Le contribuable peut néanmoins compter sur la position de la Cour d’Appel de Gand lorsqu’il est en mesure de justifier l’opération litigieuse par des motivations non-fiscales.

Société de patrimoine et donation des parts

L’une des manières les plus classiques en vue de transmettre votre immeuble à vos héritiers de manière fiscalement avantageuse est de l’apporter à une société de patrimoine. Vous constituez une société ou vous profitez d’une société déjà existante et vous y apportez votre immeuble. En Région flamande, un tel apport est soumis au droit de vente de 10% lorsque le bien est totalement ou partiellement destiné à l’habitation (art. 2.9.1.0.1. du Vlaamse Codex Fiscaliteit – ci-après “VCF”). Si tel ne devait pas être le cas, seul le droit fixe de 50 € serait alors dû lors de l’apport. La valeur du bien apporté à la société est représentée par des parts de ladite société. Celles-ci peuvent ensuite être données à vos héritiers au taux de droits de donation fixe de 3% en ligne directe (voire éventuellement même à 0% si la donation se réalise par devant notaire néerlandais).  Le contribuable doit-il se méfier lorsqu’il envisage de donner les parts de la société immédiatement après y avoir apporté le bien immeuble? La Cour d’appel de Gand s’est prononcée dans un arrêt rendu le 17 décembre 2019 au sujet d’une opération jugée par Vlabel comme constituant un abus fiscal.

La situation concernait un couple désireux de transmettre à leur enfant un certain nombre de biens immobliers qu’ils donnaient en location. Ils avaient apporté leurs biens dans une SPRL et, le jour-même de cet apport, avaient procédé à la donation des parts de la société à leur fille, prévoyant une clause dite de residuo en faveur de leur petite-fille. L’un des parents donateurs est décédé trois jours plus tard.

L’administration fiscale avait conclu à l’existence d’un abus fiscal car, selon elle, l’opération envisagée n’avait pour autre but que d’éviter l’application des taux progressifs en matière de donation immobilière (art. 2.8.4.1.1. VCF), motivation purement fiscale.
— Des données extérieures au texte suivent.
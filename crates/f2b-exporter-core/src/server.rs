//! HTTP server: landing page, metrics endpoint and health check.

use std::sync::Arc;

use axum::Json;
use axum::extract::State;
use axum::http::{StatusCode, header};
use axum::response::{Html, IntoResponse, Response};
use axum::routing::get;
use serde::{Deserialize, Serialize};
use tokio::net::TcpListener;
use tokio::sync::{Mutex, broadcast};
use tracing::{info, warn};

use crate::BoxFuture;
use crate::exporter::ShutdownSignal;
use crate::metrics::ExporterMetrics;
use crate::protocol::{ConnectionState, Dialer, ExtractError, Jail, StatusClient};

/// Where a scrape gets its jails from.
pub trait JailSource: Send + Sync + 'static {
    fn poll(&self) -> BoxFuture<'_, Result<Vec<Jail>, ExtractError>>;

    fn daemon_state(&self) -> ConnectionState;

    /// Release whatever connection backs the source.
    fn close(&self) -> BoxFuture<'_, ()> {
        Box::pin(async {})
    }
}

impl<D: Dialer> JailSource for StatusClient<D> {
    fn poll(&self) -> BoxFuture<'_, Result<Vec<Jail>, ExtractError>> {
        Box::pin(self.get_all_jails())
    }

    fn daemon_state(&self) -> ConnectionState {
        self.state()
    }

    fn close(&self) -> BoxFuture<'_, ()> {
        Box::pin(StatusClient::close(self))
    }
}

/// Shared state accessible to all route handlers.
pub struct ServerState {
    pub source: Arc<dyn JailSource>,
    pub metrics: ExporterMetrics,
    pub telemetry_path: String,
    /// Serializes scrapes so one scrape's reset never interleaves with
    /// another's render.
    scrape_lock: Mutex<()>,
}

impl ServerState {
    pub fn new(
        source: Arc<dyn JailSource>,
        metrics: ExporterMetrics,
        telemetry_path: impl Into<String>,
    ) -> Self {
        Self {
            source,
            metrics,
            telemetry_path: telemetry_path.into(),
            scrape_lock: Mutex::new(()),
        }
    }

    /// Poll the daemon once, publish the result and render the registry.
    pub async fn scrape(&self) -> Result<String, crate::metrics::MetricsError> {
        let _guard = self.scrape_lock.lock().await;
        match self.source.poll().await {
            Ok(jails) => self.metrics.record(Some(&jails)),
            Err(e) => {
                warn!(error = %e, "failed to collect fail2ban metrics");
                self.metrics.record(None);
            }
        }
        self.metrics.render()
    }
}

/// Health check response.
#[derive(Debug, Clone, Serialize, Deserialize)]
pub struct HealthResponse {
    pub status: String,
    pub version: String,
    pub git_hash: String,
    pub build_profile: String,
    pub daemon_state: String,
}

/// Build the axum router.
pub fn router(state: Arc<ServerState>) -> axum::Router {
    axum::Router::new()
        .route("/", get(handle_index))
        .route("/health", get(handle_health))
        .route(&state.telemetry_path, get(handle_metrics))
        .with_state(state)
}

/// Serve on `listener` until the shutdown signal is received.
pub async fn serve(
    listener: TcpListener,
    state: Arc<ServerState>,
    mut shutdown_rx: broadcast::Receiver<ShutdownSignal>,
) -> Result<(), std::io::Error> {
    info!(
        addr = %listener.local_addr()?,
        path = %state.telemetry_path,
        "HTTP server listening"
    );

    axum::serve(listener, router(state))
        .with_graceful_shutdown(async move {
            let _ = shutdown_rx.recv().await;
            info!("HTTP server shutting down");
        })
        .await
}

// ── Route handlers ──────────────────────────────────────────────────────

async fn handle_index(State(state): State<Arc<ServerState>>) -> Html<String> {
    Html(format!(
        "<html>\n\
         <head><title>Fail2ban Exporter</title></head>\n\
         <body>\n\
         <h1>Fail2ban Exporter</h1>\n\
         <p><a href=\"{path}\">Metrics</a></p>\n\
         </body>\n\
         </html>\n",
        path = state.telemetry_path
    ))
}

async fn handle_metrics(State(state): State<Arc<ServerState>>) -> Response {
    match state.scrape().await {
        Ok(body) => (
            [(header::CONTENT_TYPE, state.metrics.content_type())],
            body,
        )
            .into_response(),
        Err(e) => (StatusCode::INTERNAL_SERVER_ERROR, e.to_string()).into_response(),
    }
}

async fn handle_health(State(state): State<Arc<ServerState>>) -> Json<HealthResponse> {
    Json(HealthResponse {
        status: "ok".to_string(),
        version: crate::build_info::VERSION.to_string(),
        git_hash: crate::build_info::GIT_HASH.to_string(),
        build_profile: crate::build_info::BUILD_PROFILE.to_string(),
        daemon_state: state.source.daemon_state().to_string(),
    })
}

#[cfg(test)]
mod tests {
    use super::*;
    use axum::body::Body;
    use axum::http::Request;
    use tower::ServiceExt;

    /// Serves a fixed poll result.
    struct FixedSource {
        jails: Option<Vec<Jail>>,
    }

    impl JailSource for FixedSource {
        fn poll(&self) -> BoxFuture<'_, Result<Vec<Jail>, ExtractError>> {
            let result = match &self.jails {
                Some(jails) => Ok(jails.clone()),
                None => Err(ExtractError::DaemonReportedFailure {
                    code: 1,
                    detail: "down".to_string(),
                }),
            };
            Box::pin(async move { result })
        }

        fn daemon_state(&self) -> ConnectionState {
            if self.jails.is_some() {
                ConnectionState::Connected
            } else {
                ConnectionState::Disconnected
            }
        }
    }

    fn test_state(jails: Option<Vec<Jail>>) -> Arc<ServerState> {
        Arc::new(ServerState::new(
            Arc::new(FixedSource { jails }),
            ExporterMetrics::new().unwrap(),
            "/metrics",
        ))
    }

    fn sshd() -> Jail {
        Jail {
            name: "sshd".to_string(),
            currently_failed: 3,
            total_failed: 10,
            currently_banned: 1,
            total_banned: 4,
        }
    }

    async fn request(state: Arc<ServerState>, uri: &str) -> (StatusCode, Option<String>, String) {
        let response = router(state)
            .oneshot(Request::builder().uri(uri).body(Body::empty()).unwrap())
            .await
            .unwrap();
        let status = response.status();
        let content_type = response
            .headers()
            .get(header::CONTENT_TYPE)
            .map(|v| v.to_str().unwrap().to_string());
        let body = axum::body::to_bytes(response.into_body(), usize::MAX)
            .await
            .unwrap();
        (status, content_type, String::from_utf8(body.to_vec()).unwrap())
    }

    #[tokio::test]
    async fn test_index_links_to_metrics() {
        let (status, content_type, body) = request(test_state(Some(vec![])), "/").await;
        assert_eq!(status, StatusCode::OK);
        assert!(content_type.unwrap().starts_with("text/html"));
        assert!(body.contains("<title>Fail2ban Exporter</title>"));
        assert!(body.contains(r#"<a href="/metrics">"#));
    }

    #[tokio::test]
    async fn test_metrics_endpoint_reports_jails() {
        let (status, content_type, body) = request(test_state(Some(vec![sshd()])), "/metrics").await;
        assert_eq!(status, StatusCode::OK);
        assert!(content_type.unwrap().starts_with("text/plain"));
        assert!(body.contains("fail2ban_up 1"));
        assert!(body.contains(r#"fail2ban_banned_total{jail="sshd"} 4"#));
    }

    #[tokio::test]
    async fn test_metrics_endpoint_reports_down() {
        let (status, _, body) = request(test_state(None), "/metrics").await;
        assert_eq!(status, StatusCode::OK);
        assert!(body.contains("fail2ban_up 0"));
        assert!(!body.contains("sshd"));
    }

    #[tokio::test]
    async fn test_custom_telemetry_path() {
        let state = Arc::new(ServerState::new(
            Arc::new(FixedSource { jails: Some(vec![]) }),
            ExporterMetrics::new().unwrap(),
            "/probe",
        ));
        let (status, _, _) = request(Arc::clone(&state), "/probe").await;
        assert_eq!(status, StatusCode::OK);
        let (status, _, _) = request(state, "/metrics").await;
        assert_eq!(status, StatusCode::NOT_FOUND);
    }

    #[tokio::test]
    async fn test_health_reports_daemon_state() {
        let (status, _, body) = request(test_state(None), "/health").await;
        assert_eq!(status, StatusCode::OK);
        let health: HealthResponse = serde_json::from_str(&body).unwrap();
        assert_eq!(health.status, "ok");
        assert_eq!(health.version, crate::build_info::VERSION);
        assert_eq!(health.daemon_state, "disconnected");
    }

    #[tokio::test]
    async fn test_serve_stops_on_shutdown() {
        let listener = TcpListener::bind("127.0.0.1:0").await.unwrap();
        let (tx, rx) = broadcast::channel(1);
        let handle = tokio::spawn(serve(listener, test_state(Some(vec![])), rx));

        tx.send(ShutdownSignal).unwrap();
        tokio::time::timeout(std::time::Duration::from_secs(5), handle)
            .await
            .unwrap()
            .unwrap()
            .unwrap();
    }
}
Vlabel a dès lors requalifié la donation mobilière réalisée en une donation immobilière invoquant la disposition générale en matière d’abus fiscal (art. 3.17.0.0.2. VCF), jugeant ainsi que le contribuable était redevable des droits progressifs applicables en matière de donation immobilière.

Les éléments objectif et subjectif de l’abus fiscal

La Cour d’appel de Gand a été saisie du litige et a analysé les éléments constitutifs de l’abus fiscal visés par l’article 3.17.0.0.2. VCF.

Element objectif

L’administration fiscale doit démontrer que le contribuable a procédé à une opération par laquelle il se place en violation des objectifs de la loi, en dehors du champ d’application de celle-ci.
Vlabel doit donc clairement formuler l’objectif de la loi et prouver que le contribuable le viole en se mettant en dehors du champ d’application de la disposition visée.

Element subjectif

Le contribuable doit avoir ensuite agi dans l’unique intention d’obtenir un avantage fiscal. Il lui appartient de démontrer que tel n’est pas le cas. La charge de la preuve incombe donc en premier lieu à l’administration fiscale en ce qui concerne l’élément objectif et il appartient ensuite au contribuable de démontrer que l’élément subjectif de l’abus fiscal fait défaut dans sa situation.
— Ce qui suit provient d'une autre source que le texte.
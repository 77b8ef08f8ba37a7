use crate::error::{PrismError, Result};
use crate::paths;
use crate::status::TieBreak;
use crate::timer::StartPolicy;
use serde::{Deserialize, Serialize};
use std::path::Path;

// ---------------------------------------------------------------------------
// Sections
// ---------------------------------------------------------------------------

#[derive(Debug, Clone, PartialEq, Eq, Serialize, Deserialize)]
pub struct BackupConfig {
    /// Rotating backup slots kept beside the state file. 0 disables backups.
    #[serde(default = "default_backup_keep")]
    pub keep: usize,
}

fn default_backup_keep() -> usize {
    10
}

impl Default for BackupConfig {
    fn default() -> Self {
        Self {
            keep: default_backup_keep(),
        }
    }
}

#[derive(Debug, Clone, Default, PartialEq, Eq, Serialize, Deserialize)]
pub struct StatusConfig {
    #[serde(default)]
    pub tie_break: TieBreak,
}

#[derive(Debug, Clone, Default, PartialEq, Eq, Serialize, Deserialize)]
pub struct TimerConfig {
    #[serde(default)]
    pub on_start_while_running: StartPolicy,
}

#[derive(Debug, Clone, PartialEq, Eq, Serialize, Deserialize)]
pub struct HistoryConfig {
    #[serde(default = "default_history_keep")]
    pub keep: usize,
}

fn default_history_keep() -> usize {
    500
}

impl Default for HistoryConfig {
    fn default() -> Self {
        Self {
            keep: default_history_keep(),
        }
    }
}

// ---------------------------------------------------------------------------
// Config (top-level)
// ---------------------------------------------------------------------------

/// Optional per-project settings read from `.prsm/config.yaml`.
#[derive(Debug, Clone, Default, PartialEq, Eq, Serialize, Deserialize)]
pub struct Config {
    #[serde(default)]
    pub backups: BackupConfig,
    #[serde(default)]
    pub status: StatusConfig,
    #[serde(default)]
    pub timer: TimerConfig,
    #[serde(default)]
    pub history: HistoryConfig,
}

impl Config {
    /// Defaults when the file is absent.
    pub fn load(root: &Path) -> Result<Self> {
        let path = paths::config_path(root);
        if !path.exists() {
            return Ok(Self::default());
        }
        let data = std::fs::read_to_string(&path)?;
        if data.trim().is_empty() {
            return Ok(Self::default());
        }
        serde_yaml::from_str(&data).map_err(|e| PrismError::corrupt(&path, e))
    }

    pub fn save(&self, root: &Path) -> Result<()> {
        let path = paths::config_path(root);
        let data = serde_yaml::to_string(self)?;
        crate::io::atomic_write(&path, data.as_bytes())
    }

    /// Settings that load fine but are probably not what the user meant.
    pub fn validate(&self) -> Vec<String> {
        let mut warnings = Vec::new();
        if self.backups.keep == 0 {
            warnings.push("backups.keep is 0: saves will not keep any backups".to_string());
        }
        if self.history.keep == 0 {
            warnings.push("history.keep is 0: timer sessions will not be logged".to_string());
        }
        warnings
    }
}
Démontrer des motifs non-fiscaux suffisants

La Cour estime que l’élément objectif est suffisamment démontré et que la construction envisagée par le contribuable a bien pour effet d’éviter l’application des taux progressifs tels que décrits à l’article 2.8.4.1.1. du VCF (qui, selon la Cour, auraient été d’application dans la situation litigieuse).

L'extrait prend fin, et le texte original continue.